ネット上でもリンクにしたようにWikipediaにも出ている。
体操時間で他の人の演技などを見ていたりするときに待機するのに、よく膝を抱いて座るのを、こういうらしい。一時「ヂベタリアン」などという表現があったが、考えてみると、若い人たちが、じきに地面に座ったりするのは、子供のときからの、こういう姿勢が影響しているのかも知れない。
私などは、老年だから「膝を抱く」というと、必ず「物思い」という連想に至るのだが、これも年月のもたらすものであろうか。
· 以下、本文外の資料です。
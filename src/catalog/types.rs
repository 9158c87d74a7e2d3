//! Catalog data types

use serde::{Deserialize, Serialize};
use std::fmt;

/// A registered index. Immutable once created; only its counters change.
#[derive(Debug, Clone, PartialEq, Eq, Serialize, Deserialize)]
#[serde(rename_all = "camelCase")]
pub struct IndexDefinition {
    pub index_id: String,
    pub index_name: String,
    /// Record field the index is built over
    pub key_column: String,
    /// Backing `.bf` file; resolved when the index is created
    pub file_path: String,
    /// Maximum encoded key length in bytes (0 = unlimited)
    pub key_size: u32,
    pub network: String,
    /// Key schema applied when an insert names none
    #[serde(default, skip_serializing_if = "Option::is_none")]
    pub schema: Option<String>,
}

impl IndexDefinition {
    pub fn new(
        index_id: impl Into<String>,
        index_name: impl Into<String>,
        key_column: impl Into<String>,
        key_size: u32,
        network: impl Into<String>,
    ) -> Self {
        Self {
            index_id: index_id.into(),
            index_name: index_name.into(),
            key_column: key_column.into(),
            file_path: String::new(),
            key_size,
            network: network.into(),
            schema: None,
        }
    }

    pub fn with_file_path(mut self, path: impl Into<String>) -> Self {
        self.file_path = path.into();
        self
    }

    pub fn with_schema(mut self, schema: impl Into<String>) -> Self {
        self.schema = Some(schema.into());
        self
    }

    /// Whether the definition is addressed by this id or name
    pub fn matches(&self, id_or_name: &str) -> bool {
        self.index_id == id_or_name || self.index_name == id_or_name
    }
}

impl fmt::Display for IndexDefinition {
    fn fmt(&self, f: &mut fmt::Formatter<'_>) -> fmt::Result {
        write!(
            f,
            "{}/{} ({}, key={}, size={})",
            self.network, self.index_id, self.index_name, self.key_column, self.key_size
        )
    }
}

/// Derived counters persisted alongside a definition
#[derive(Debug, Clone, Copy, Default, PartialEq, Eq, Serialize, Deserialize)]
#[serde(rename_all = "camelCase")]
pub struct IndexCounters {
    /// Highest block number seen on inserts
    pub block_num: u64,
    /// Searches served
    pub call_count: u64,
    /// Unique keys
    pub key_count: u64,
    /// (key, txId) entries
    pub entry_count: u64,
}

/// A definition plus its counters
#[derive(Debug, Clone, PartialEq, Eq, Serialize)]
#[serde(rename_all = "camelCase")]
pub struct CatalogEntry {
    pub definition: IndexDefinition,
    pub counters: IndexCounters,
}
デュエットさん、有難うございました。(旧記事のリメイクです。ご了承ください)

コメント
コメント
お尋ねします。
戦前は体育の時間に座っているときは
どういう座り方をしたのでしょうか。
正座?それとも「座る事はなかった。」?
2009/10/31(土) 01:35:53 | URL | 2000円マスター #- [ 編集 ]
「あぐら」座り、ですかね
■マスターさま。
お早うございます。
戦前は、こういう足を前に投げ出したような
座りかたはしませんでした。
強いて言えば「あぐら」座り、ですかね。
とにかく「立たされる」ことが殆どでした。
朝の「朝礼」のときなど、時間が長くなると、倒れる生徒が何人か居ましたから。
体育(戦前は、体操という教科です)のときの
待機の際は「立つ」か「しゃがむ」姿勢でした。
「座る」というのは「怠惰な」姿勢と思われていたようです。
まさか土の上に「正座」はないでしょう。
もちろん「懲罰」のためには、土の上に、わざと正座させられる、
ということはありました。
私が旧制中学校のときには「砂利」の上に正座や、柔道の「受身」をさせられたことがあります。まさに生徒の人権も何もあったものではありません。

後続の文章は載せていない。